The Next Big Paul Book is Imminent

The Next Big Paul Book is Imminent July 7, 2015

Screen Shot 2015-07-05 at 3.32.45 PMJohn M.G. Barclay’s about-to-appear book on the apostle Paul (Paul and the Gift) is the next big Paul book, and it will undoubtedly become a major book for all Pauline scholars and all students who are in touch with the vanguard of scholarship, and I hope many pastors will read the book, too. Here’s why: GRACE is a term that everyone seems to think they understand but few have taken a careful study of the meaning of Grace as GIFT and John Barclay’s new book does just that.

Since the book is not yet available, I will give today just a precis of what this book will do and hope you will buy it, read it, and join the conversation early September.

Fundamentally, Barclay’s book will challenge both the classic soteriological model (old perspective) and force the new perspective folks to re-evaluate how grace is understood. Barclay is often connected more to the apocalyptic model of Pauline theology.

A big concept is that the notion of a gratuitous gift that expects no return is an invention of modernity. That is, the notion that grace = gift and that gift = altruism, unconditioned giving to one undeserving (or deserving) is not found as such until the modern era and he traces its origins especially to Luther and to Kant (most esp in its secular forms). One can see here the implications for the radical Lutheran teaching we sometimes here today.

In particular, the anthropology of the gift has raised the possibility that the notion of the “pure” gift, a gift without return, is a historically and culturally specific Western invention.

Allied with this big concept is that gifts in the Greco-Roman and Jewish worlds always entailed obligation and reciprocity. (There’s a lot of nuance that deserves to be brought out here but it can’t be in this context … I have to wait for the book to come out.) That is, “grace” or “gift” establishes social relations, community, and mutual benevolence/reciprocity of exchange and fellowship.

You can see already why this is attractive to me (A Fellowship of Differents): grace/gift, therefore, is at its core both social and personal and not just personal soteriology. It is ecclesial.

His lexical definition:

‘Gift” denotes the sphere of voluntary, personal relations, characterized by goodwill in the giving of benefit or favor, and eliciting some form of reciprocal return that is both voluntary and necessary for the continuation of the relationship.
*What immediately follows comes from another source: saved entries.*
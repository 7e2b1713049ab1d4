//! Deciding whether a follow-up query refines the previous one

use crate::filters::vocabulary::{self, contains_phrase, contains_term};

/// Strategy deciding whether a query builds on the previous turn.
///
/// Only consulted when a previous turn exists.
pub trait RefinementDetector: Send + Sync {
    fn is_refinement(&self, query: &str) -> bool;
}

/// Words and phrases that explicitly extend or narrow the last query
pub const REFINEMENT_KEYWORDS: &[&str] = &[
    "under",
    "less than",
    "more than",
    "faster",
    "quicker",
    "easier",
    "harder",
    "with",
    "without",
    "also",
    "but",
    "instead",
    "only",
    "make it",
];

/// Keyword and length heuristic
///
/// 1. an explicit refinement keyword anywhere means refinement
/// 2. a short query naming a protein, dietary term or cuisine is additive
/// 3. everything else (including long queries) starts over
#[derive(Debug, Clone)]
pub struct KeywordRefinement {
    /// Queries with at most this many words count as short
    pub short_query_words: usize,
}

impl Default for KeywordRefinement {
    fn default() -> Self {
        Self {
            short_query_words: 6,
        }
    }
}

impl KeywordRefinement {
    fn names_entity(tokens: &[String]) -> bool {
        vocabulary::PROTEINS
            .iter()
            .chain(vocabulary::DIETARY_TERMS)
            .chain(vocabulary::CUISINES)
            .any(|term| contains_term(tokens, term))
    }
}

impl RefinementDetector for KeywordRefinement {
    fn is_refinement(&self, query: &str) -> bool {
        let tokens = vocabulary::words(query);
        if tokens.is_empty() {
            return false;
        }

        if REFINEMENT_KEYWORDS
            .iter()
            .any(|keyword| contains_phrase(&tokens, keyword))
        {
            return true;
        }

        let word_count = query.split_whitespace().count();
        word_count <= self.short_query_words && Self::names_entity(&tokens)
    }
}

#[cfg(test)]
mod tests {
    use super::*;

    fn detect(query: &str) -> bool {
        KeywordRefinement::default().is_refinement(query)
    }

    #[test]
    fn test_explicit_keywords() {
        assert!(detect("under 20 minutes"));
        assert!(detect("but without nuts"));
        assert!(detect("make it thai"));
        assert!(detect("less than 300 calories"));
    }

    #[test]
    fn test_keyword_inside_longer_word_does_not_count() {
        assert!(!detect("peanut butter"));
        assert!(!detect("wonderful underrated classics from the old family cookbook today"));
    }

    #[test]
    fn test_short_query_with_protein_or_diet() {
        assert!(detect("I want chicken ones"));
        assert!(detect("vegan please"));
        assert!(detect("gluten-free"));
    }

    #[test]
    fn test_long_query_without_keywords_is_new() {
        assert!(!detect(
            "give me a hearty chicken stew that my whole family will enjoy tonight"
        ));
    }

    #[test]
    fn test_gray_zone_without_hits_is_new() {
        assert!(!detect("what about a big batch of soup"));
        assert!(!detect("chocolate cake"));
    }

    #[test]
    fn test_empty_query() {
        assert!(!detect("   "));
    }
}
//! Final ordering of retrieved candidates
//!
//! Each candidate's score blends query similarity with a Bayesian-average
//! rating, so a 5.0 from one review does not outrank a 4.8 from hundreds.

mod bayesian;
mod limit;

pub use bayesian::{percentile_linear, RatingPrior};
pub use limit::{requested_count, resolve_limit};

use crate::config::RankingConfig;
use crate::retrieval::Candidate;
use ahash::AHashMap;
use serde::{Deserialize, Serialize};

/// A candidate with its computed rating and final score
#[derive(Debug, Clone, PartialEq, Serialize, Deserialize)]
pub struct RankedRecipe {
    #[serde(flatten)]
    pub recipe: Candidate,
    pub bayesian_rating: f64,
    pub score: f64,
}

/// Blends similarity with the Bayesian rating and orders the pool
#[derive(Debug, Clone)]
pub struct Ranker {
    similarity_weight: f64,
    rating_weight: f64,
    confidence_percentile: f64,
}

impl Default for Ranker {
    fn default() -> Self {
        Self::new(&RankingConfig::default())
    }
}

impl Ranker {
    pub fn new(config: &RankingConfig) -> Self {
        Self {
            similarity_weight: config.similarity_weight,
            rating_weight: config.rating_weight,
            confidence_percentile: config.confidence_percentile,
        }
    }

    /// Rank `candidates` and keep the best `limit`.
    ///
    /// Duplicated recipe ids collapse to their best-similarity row before
    /// pool statistics are computed. Equal scores keep input order.
    pub fn rank(&self, candidates: Vec<Candidate>, limit: usize) -> Vec<RankedRecipe> {
        let candidates = deduplicate(candidates);
        if candidates.is_empty() {
            return Vec::new();
        }

        let prior = RatingPrior::from_candidates(&candidates, self.confidence_percentile);
        tracing::debug!(
            "Ranking {} candidates (global_avg={:.3}, confidence={:.1})",
            candidates.len(),
            prior.global_avg,
            prior.confidence
        );

        let mut ranked: Vec<RankedRecipe> = candidates
            .into_iter()
            .map(|recipe| {
                let bayesian_rating = prior.bayesian_rating(&recipe);
                let score = self.score(recipe.similarity, bayesian_rating);
                RankedRecipe {
                    recipe,
                    bayesian_rating,
                    score,
                }
            })
            .collect();

        ranked.sort_by(|a, b| b.score.total_cmp(&a.score));
        ranked.truncate(limit);
        ranked
    }

    fn score(&self, similarity: f64, bayesian_rating: f64) -> f64 {
        similarity * self.similarity_weight + (bayesian_rating / 5.0) * self.rating_weight
    }
}

/// One row per recipe id, keeping the first position and the best similarity
fn deduplicate(candidates: Vec<Candidate>) -> Vec<Candidate> {
    let mut positions: AHashMap<String, usize> = AHashMap::with_capacity(candidates.len());
    let mut unique: Vec<Candidate> = Vec::with_capacity(candidates.len());

    for candidate in candidates {
        match positions.get(&candidate.recipe_id) {
            Some(&index) => {
                if candidate.similarity > unique[index].similarity {
                    unique[index] = candidate;
                }
            }
            None => {
                positions.insert(candidate.recipe_id.clone(), unique.len());
                unique.push(candidate);
            }
        }
    }

    unique
}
Now just a few more quotations:

“Grace” is a multi-faceted concept best approached through the category of gift. It is susceptible to “perfection” (conceptual extension) in a number of different ways, which do not constitute a unified package. Some who discuss this theme will maximize the [1] superabundance, [2] the priority, or [3] the efficacy of grace, and others its [4] incongruity with the worth of the recipients (as gift to the unworthy). Others again will urge the [5] singularity of grace (that God is nothing but gracious), and some that [6] God’s gifts are given “with no strings attached.” These are not better or worse interpretations of grace, just different, and it is perfectly possible to speak of grace without defining it, for instance, as gift to the unworthy. …

His [Paul’s] theology of grace does not stand in antithesis to Judaism, but neither is there a common Jewish view with which it wholly coincides. …
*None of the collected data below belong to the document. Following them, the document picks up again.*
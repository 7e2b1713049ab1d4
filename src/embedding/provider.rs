/// Embedding provider trait and FastEmbed implementation
use fastembed::{EmbeddingModel, InitOptions, TextEmbedding};
use std::sync::Arc;
use thiserror::Error;

#[derive(Error, Debug)]
pub enum EmbeddingError {
    #[error("Model initialization failed: {0}")]
    InitializationError(String),

    #[error("Embedding generation failed: {0}")]
    GenerationError(String),

    #[error("Invalid input: {0}")]
    InvalidInput(String),

    #[error("Dimension mismatch: expected {expected}, got {actual}")]
    DimensionMismatch { expected: usize, actual: usize },
}

/// Trait for embedding providers
///
/// Query embeddings must live in the same space as the stored recipe
/// vectors, so the provider's model has to match the one used at ingestion.
pub trait EmbeddingProvider: Send + Sync {
    /// Generate embedding for a single text
    fn embed(&self, text: &str) -> Result<Vec<f32>, EmbeddingError>;

    /// Get the embedding dimension
    fn dimension(&self) -> usize;

    /// Get the model name
    fn model_name(&self) -> &str;
}

/// FastEmbed provider for local embedding generation
pub struct FastEmbedProvider {
    model: Arc<TextEmbedding>,
    model_name: String,
    dimension: usize,
}

impl FastEmbedProvider {
    /// Create a new FastEmbed provider with the specified model
    ///
    /// Models are downloaded on first use and cached locally:
    /// - all-MiniLM-L6-v2: 90MB (384 dims)
    /// - bge-small-en-v1.5: 130MB (384 dims)
    /// - bge-base-en-v1.5: 440MB (768 dims), the default recipe index model
    pub fn new(model_name: &str) -> Result<Self, EmbeddingError> {
        let (embedding_model, dimension, model_size_mb) = match model_name {
            "all-MiniLM-L6-v2" | "all-minilm-l6-v2" => (EmbeddingModel::AllMiniLML6V2, 384, 90),
            "bge-small-en-v1.5" => (EmbeddingModel::BGESmallENV15, 384, 130),
            "bge-base-en-v1.5" => (EmbeddingModel::BGEBaseENV15, 768, 440),
            _ => {
                return Err(EmbeddingError::InitializationError(format!(
                    "Unsupported model: {}. Supported: all-MiniLM-L6-v2, bge-small-en-v1.5, bge-base-en-v1.5",
                    model_name
                )));
            }
        };

        tracing::info!(
            "Initializing embedding model: {} ({}D, ~{}MB download if not cached)",
            model_name,
            dimension,
            model_size_mb
        );

        let init_options = InitOptions::new(embedding_model).with_show_download_progress(true);

        let model = TextEmbedding::try_new(init_options)
            .map_err(|e| EmbeddingError::InitializationError(e.to_string()))?;

        Ok(Self {
            model: Arc::new(model),
            model_name: model_name.to_string(),
            dimension,
        })
    }

    /// Supported model names and their dimensions
    pub fn known_dimension(model_name: &str) -> Option<usize> {
        match model_name {
            "all-MiniLM-L6-v2" | "all-minilm-l6-v2" | "bge-small-en-v1.5" => Some(384),
            "bge-base-en-v1.5" => Some(768),
            _ => None,
        }
    }
}

impl EmbeddingProvider for FastEmbedProvider {
    fn embed(&self, text: &str) -> Result<Vec<f32>, EmbeddingError> {
        if text.trim().is_empty() {
            return Err(EmbeddingError::InvalidInput("Empty text".to_string()));
        }

        let embeddings = self
            .model
            .embed(vec![text.to_string()], None)
            .map_err(|e| EmbeddingError::GenerationError(e.to_string()))?;

        let embedding = embeddings.into_iter().next().ok_or_else(|| {
            EmbeddingError::GenerationError("No embeddings generated".to_string())
        })?;

        if embedding.len() != self.dimension {
            return Err(EmbeddingError::DimensionMismatch {
                expected: self.dimension,
                actual: embedding.len(),
            });
        }

        Ok(embedding)
    }

    fn dimension(&self) -> usize {
        self.dimension
    }

    fn model_name(&self) -> &str {
        &self.model_name
    }
}
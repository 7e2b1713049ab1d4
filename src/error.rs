use std::path::PathBuf;
use thiserror::Error;

/// Main error type for mise
#[derive(Error, Debug)]
pub enum MiseError {
    /// Configuration related errors
    #[error("Configuration error: {0}")]
    Config(String),

    /// Configuration validation errors
    #[error("Configuration validation failed: {errors:?}")]
    ConfigValidation { errors: Vec<ValidationError> },

    /// Configuration file not found
    #[error("Configuration file not found: {path}")]
    ConfigNotFound { path: PathBuf },

    /// Invalid configuration value
    #[error("Invalid configuration value at {path}: {message}")]
    InvalidConfigValue { path: String, message: String },

    /// IO errors
    #[error("IO error: {context}: {source}")]
    Io {
        source: std::io::Error,
        context: String,
    },

    /// TOML deserialization errors
    #[error("TOML error: {0}")]
    Toml(#[from] toml::de::Error),

    /// TOML serialization errors
    #[error("TOML serialization error: {0}")]
    TomlSerialization(#[from] toml::ser::Error),

    /// JSON errors
    #[error("JSON error: {context}: {source}")]
    Json {
        source: serde_json::Error,
        context: String,
    },

    /// Database errors
    #[error("Database error: {0}")]
    Database(#[from] rusqlite::Error),

    /// Connection pool errors
    #[error("Connection pool error: {0}")]
    Pool(String),

    /// The retriever kept failing after every retry
    #[error("Recipe search unavailable after {attempts} attempts: {message}")]
    RetrieverUnavailable { attempts: u32, message: String },

    /// Stored vectors and the embedding model disagree on dimension
    #[error("Embedding dimension mismatch: model produces {expected}, database stores {actual}")]
    EmbeddingDimensionMismatch { expected: usize, actual: usize },

    /// Embedding generation errors
    #[error("Embedding error: {0}")]
    Embedding(#[from] crate::embedding::EmbeddingError),

    /// Filter extraction errors
    #[error("Filter extraction failed: {0}")]
    Extraction(String),

    /// Query rejected before processing
    #[error("Invalid query: {0}")]
    InvalidQuery(String),

    /// Recipe lookup by identifier found nothing
    #[error("Recipe not found: {id}")]
    RecipeNotFound { id: String },

    /// Generic errors
    #[error(transparent)]
    Other(#[from] anyhow::Error),
}

impl MiseError {
    /// Message suitable for the chat transcript
    pub fn user_message(&self) -> String {
        match self {
            MiseError::RetrieverUnavailable { .. } | MiseError::Pool(_) => {
                "Sorry, I'm having connection issues reaching the recipe database. Please try again in a moment."
                    .to_string()
            }
            MiseError::Embedding(_) => {
                "Sorry, I couldn't understand that query right now. Please try again.".to_string()
            }
            other => format!("Sorry, something went wrong: {}", other),
        }
    }
}

/// Configuration validation error
#[derive(Debug, Clone)]
pub struct ValidationError {
    /// Path to the configuration key that failed validation
    pub path: String,
    /// Error message describing the validation failure
    pub message: String,
}

impl ValidationError {
    pub fn new(path: impl Into<String>, message: impl Into<String>) -> Self {
        Self {
            path: path.into(),
            message: message.into(),
        }
    }
}

/// Result type for mise operations
pub type Result<T> = std::result::Result<T, MiseError>;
Paul’s theology of grace characteristically perfects the incongruity of the Christ-gift, given without regard to worth. This theology is articulated within and for Paul’s Gentile mission, and grounds the formation of innovative communities that crossed ethnic and other boundaries. This incongruous gift bypasses and thus subverts pre-constituted systems of worth. It disregards previous forms of symbolic capital and thus enables the creation of new communities whose norms are reset by the Christ-gift itself. Grace took its meaning in and from Paul’s experience and social practice: the nature of the gift was embodied and clarified in novel social experiments. In the subsequent interpretation of Paul, within an established Christian tradition, this motif has played a number of other roles, but has generally shifted from undermining the believers’ previous criteria of worth to undercutting their self-reliance in attaining to Christian norms or their understanding of this effort as necessary for salvation.